Rischio e pericolo

Naturalmente i rischi di vivere sotto un vulcano non sono da sottovalutare. Ricordiamo alcune delle eruzioni più famose.

Nel 79 d.C. una grande eruzione del Vesuvio distrusse completamente le città di Pompei, Ercolano e Stabia, e sempre il Vesuvio, nel 1631, uccise ben 4000 persone. Nel 1669 L’Etna, per rimanere in Italia, uccise 20.000 persone e moltissimi animali in una zona vastissima e ricoprì di lava le strade di Catania.

Nel 1783 il monte Skaptar in Islanda, oltre a uccidere un quinto della popolazione, provocò una gravissima carestia, perché modificò il clima impedendo la pesca e i raccolti.

L’eruzione del Tambora, in Indonesia, nel 1815 causò uno tsunami gigantesco che uccise 12.000 persone ed emise nell’atmosfera un’enorme quantità di gas e polveri che modificarono il clima.

L’eruzione del Krakatoa del 1883 fu forse la più violenta della storia dell’umanità, e il rumore si sentì a più di 4000 chilometri di distanza.

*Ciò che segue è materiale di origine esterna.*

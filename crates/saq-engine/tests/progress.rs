use serde_json::{Value, json};

use saq_engine::{
    Section, calculate_section_progress, classify_heading, group_questions_by_sections,
};
use saq_model::{AnswerStatus, AnswerType, Question, Response, ResponseMap, ResponseStore};

const SAQ_KEY: &str = "saq-a";

fn question(id: &str, heading: &str) -> Question {
    Question {
        id: id.into(),
        uuid: format!("uuid-{id}"),
        section_heading: (!heading.is_empty()).then(|| heading.to_string()),
        answer_type: AnswerType::Text,
        depends_on: None,
        group: None,
        required_fields: vec![],
    }
}

fn answered(value: Value) -> Response {
    Response {
        value,
        answer_status: None,
        metadata: None,
    }
}

fn with_status(value: Value, status: AnswerStatus) -> Response {
    Response {
        value,
        answer_status: Some(status),
        metadata: None,
    }
}

fn store(responses: ResponseMap) -> ResponseStore {
    ResponseStore::from([(SAQ_KEY.to_string(), responses)])
}

#[test]
fn headings_classify_by_substring_priority() {
    assert_eq!(classify_heading("Section 1: Merchant Details"), Some(Section::One));
    assert_eq!(
        classify_heading("Requirement 3: Protect Cardholder Data"),
        Some(Section::Two)
    );
    assert_eq!(classify_heading("Appendix A2"), Some(Section::Two));
    assert_eq!(classify_heading("Section 3 — Attestation"), Some(Section::Three));
    assert_eq!(classify_heading("Intro"), None);
}

#[test]
fn grouping_drops_unclassified_questions() {
    let questions = vec![
        question("q1", "Section 1: Merchant Details"),
        question("q2", "Requirement 1"),
        question("q3", "Intro"),
        question("q4", ""),
        question("q5", "Section 3 — Attestation"),
    ];
    let refs: Vec<&Question> = questions.iter().collect();
    let groups = group_questions_by_sections(&refs);
    assert_eq!(groups.section1.len(), 1);
    assert_eq!(groups.section2.len(), 1);
    assert_eq!(groups.section3.len(), 1);
}

#[test]
fn empty_section_is_vacuously_complete() {
    let questions = vec![question("q1", "Section 1: Merchant Details")];
    let refs: Vec<&Question> = questions.iter().collect();
    let progress = calculate_section_progress(&store(ResponseMap::new()), &refs, SAQ_KEY);

    assert_eq!(progress.section3.total, 0);
    assert!(progress.section3.complete);
    assert_eq!(progress.section1.total, 1);
    assert!(!progress.section1.complete);
}

#[test]
fn answering_a_question_increases_the_count_by_one() {
    let questions = vec![
        question("q1", "Requirement 1"),
        question("q2", "Requirement 2"),
    ];
    let refs: Vec<&Question> = questions.iter().collect();

    let mut responses = ResponseMap::new();
    responses.insert("q1".into(), answered(json!("yes")));
    let before = calculate_section_progress(&store(responses.clone()), &refs, SAQ_KEY);
    assert_eq!(before.section2.answered, 1);
    assert_eq!(before.section2.total, 2);
    assert!(!before.section2.complete);

    responses.insert("q2".into(), answered(json!("no")));
    let after = calculate_section_progress(&store(responses), &refs, SAQ_KEY);
    assert_eq!(after.section2.answered, 2);
    assert_eq!(after.section2.total, 2);
    assert!(after.section2.complete);
}

#[test]
fn problem_statuses_do_not_count_but_review_and_pending_do() {
    let questions = vec![
        question("q1", "Requirement 1"),
        question("q2", "Requirement 2"),
        question("q3", "Requirement 3"),
        question("q4", "Requirement 4"),
    ];
    let refs: Vec<&Question> = questions.iter().collect();

    let mut responses = ResponseMap::new();
    responses.insert("q1".into(), with_status(json!("a"), AnswerStatus::Invalid));
    responses.insert(
        "q2".into(),
        with_status(json!("b"), AnswerStatus::RequiresFurtherDetails),
    );
    responses.insert("q3".into(), with_status(json!("c"), AnswerStatus::RequiresReview));
    responses.insert("q4".into(), with_status(json!("d"), AnswerStatus::Pending));

    let progress = calculate_section_progress(&store(responses), &refs, SAQ_KEY);
    assert_eq!(progress.section2.answered, 2);
    assert_eq!(progress.section2.total, 4);
}

#[test]
fn a_null_value_never_counts_whatever_the_status() {
    let questions = vec![question("q1", "Section 1")];
    let refs: Vec<&Question> = questions.iter().collect();

    let mut responses = ResponseMap::new();
    responses.insert("q1".into(), with_status(Value::Null, AnswerStatus::Valid));

    let progress = calculate_section_progress(&store(responses), &refs, SAQ_KEY);
    assert_eq!(progress.section1.answered, 0);
}

#[test]
fn missing_questionnaire_key_counts_nothing() {
    let questions = vec![question("q1", "Section 1")];
    let refs: Vec<&Question> = questions.iter().collect();

    let progress = calculate_section_progress(&ResponseStore::new(), &refs, SAQ_KEY);
    assert_eq!(progress.section1.answered, 0);
    assert_eq!(progress.section1.total, 1);
}

#[test]
fn counts_whatever_list_it_is_given() {
    let questions = vec![
        question("q1", "Requirement 1"),
        question("q2", "Requirement 2"),
    ];
    let mut responses = ResponseMap::new();
    responses.insert("q1".into(), answered(json!("yes")));

    // Same questions through a narrower display list: totals follow the list,
    // never an internal re-filter.
    let narrowed: Vec<&Question> = questions.iter().take(1).collect();
    let progress = calculate_section_progress(&store(responses), &narrowed, SAQ_KEY);
    assert_eq!(progress.section2.total, 1);
    assert_eq!(progress.section2.answered, 1);
    assert!(progress.section2.complete);
}
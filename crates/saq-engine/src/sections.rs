use serde::Serialize;

use saq_model::{Question, Response, ResponseMap, ResponseStore};

/// The three logical sections of an SAQ: merchant details, the requirement
/// body (including appendices), and the attestation.
#[derive(Debug, Clone, Copy, PartialEq, Eq)]
pub enum Section {
    One,
    Two,
    Three,
}

/// Classifies a heading by substring, in priority order. Headings matching
/// none of the predicates belong to no section and are excluded from counts.
pub fn classify_heading(heading: &str) -> Option<Section> {
    if heading.contains("Section 1") {
        Some(Section::One)
    } else if heading.contains("Requirement") || heading.contains("Appendix") {
        Some(Section::Two)
    } else if heading.contains("Section 3") {
        Some(Section::Three)
    } else {
        None
    }
}

pub fn classify_question(question: &Question) -> Option<Section> {
    question
        .section_heading
        .as_deref()
        .and_then(classify_heading)
}

/// Question list partitioned by section.
#[derive(Debug, Clone, Default)]
pub struct SectionGroups<'a> {
    pub section1: Vec<&'a Question>,
    pub section2: Vec<&'a Question>,
    pub section3: Vec<&'a Question>,
}

/// Partitions whatever list it is given; works over either pipeline stage.
pub fn group_questions_by_sections<'a>(questions: &[&'a Question]) -> SectionGroups<'a> {
    let mut groups = SectionGroups::default();
    for question in questions.iter().copied() {
        match classify_question(question) {
            Some(Section::One) => groups.section1.push(question),
            Some(Section::Two) => groups.section2.push(question),
            Some(Section::Three) => groups.section3.push(question),
            None => {}
        }
    }
    groups
}

/// Completion counters for one section.
#[derive(Debug, Clone, Copy, Default, PartialEq, Eq, Serialize)]
pub struct SectionProgress {
    pub answered: usize,
    pub total: usize,
    pub complete: bool,
}

impl SectionProgress {
    fn tally(questions: &[&Question], responses: Option<&ResponseMap>) -> Self {
        let total = questions.len();
        let answered = questions
            .iter()
            .filter(|question| {
                responses
                    .and_then(|map| map.get(&question.id))
                    .is_some_and(Response::counts_as_answered)
            })
            .count();
        SectionProgress {
            answered,
            total,
            complete: total == 0 || answered == total,
        }
    }
}

/// Per-section progress for one questionnaire instance.
#[derive(Debug, Clone, Copy, Default, PartialEq, Eq, Serialize)]
pub struct SectionProgressSummary {
    pub section1: SectionProgress,
    pub section2: SectionProgress,
    pub section3: SectionProgress,
}

/// Counts answered/total per section over the given list, which may be the
/// dependency-filtered or the UI-visible stage interchangeably — this never
/// filters, only classifies and counts.
///
/// An answer counts once it has a value and is not flagged
/// `requires_further_details` or `invalid`; see [`Response::counts_as_answered`].
pub fn calculate_section_progress(
    responses_by_questionnaire: &ResponseStore,
    questions: &[&Question],
    questionnaire_key: &str,
) -> SectionProgressSummary {
    let responses = responses_by_questionnaire.get(questionnaire_key);
    let groups = group_questions_by_sections(questions);
    SectionProgressSummary {
        section1: SectionProgress::tally(&groups.section1, responses),
        section2: SectionProgress::tally(&groups.section2, responses),
        section3: SectionProgress::tally(&groups.section3, responses),
    }
}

Dopo l’eruzione, che provocò anche uno tsunami devastante, la montagna non c’era letteralmente più: un’isola intera era stata spazzata via. Morirono circa 36.000 persone, e a causa della polvere che si diffuse nell’atmosfera la luce della Luna cambiò colore per due anni: si vedeva blu e qualche volta verde.

Nel 1902 il Monte Pele sull’isola di Martinica asfissiò la città di Saint-Pierre con emissioni di gas letali uccidendo 29.933 dei 29.937 abitanti: ne sopravvissero soltanto quattro!

Più recentemente, nel 1980, il Monte Saint Helen eruttò uccidendo 57 persone, e i suoi effetti nell’atmosfera si registrarono per anni.

Nel 1991, dopo 600 anni di riposo, il Pinatubo nelle Filippine eruttò uccidendo 750 persone compresi alcuni giornalisti che erano lì ad aspettare l’eruzione che nei giorni precedenti era stata annunciata da inequivocabili sommovimenti.

Malgrado l’indubbio pericolo, i rischi per chi vive sotto il vulcano possono essere ridotti: pericolo e rischio infatti non sono la stessa cosa. La vita di tutti i giorni è piena di cose potenzialmente pericolose: anche l’elettricità che illumina le case e fa funzionare tante cose è pericolosa. Tuttavia il rischio di incidenti è ridotto al minimo perché gli impianti sono costruiti con attenzione, sono installati i salvavita e tutti noi sappiamo prendere le dovute precauzioni.

Nel caso dei vulcani è un po’ la stessa cosa, anche se sono più imprevedibili della corrente elettrica. Per ridurre il rischio dei vulcani, bisogna innanzitutto conoscerli bene, per questo ci sono i vulcanologi e gli osservatori vulcanologici. Gli scienziati studiano i vulcani da vicino con i sofisticati mezzi a disposizione della scienza moderna. Inoltre i vulcani attivi vengono tenuti sotto controllo costantemente, giorno per giorno: si osservano, si registrano rumori e sommovimenti, si misurano eventuali emissioni ecc. In questo modo si pensa di riuscire a prevedere quando il vulcano ha intenzione di saltare per aria.

Naturalmente gli scienziati non bastano: ci vogliono anche dei piani di evacuazione molto precisi e accurati che permettano alle persone, in caso di pericolo, di allontanarsi in tempo e trovare rifugio altrove. Per questo c’è bisogno della collaborazione della Protezione civile, il corpo dello Stato che interviene in caso di emergenze naturali quali inondazioni, grandi incendi, terremoti ecc., delle amministrazioni locali e del governo nazionale.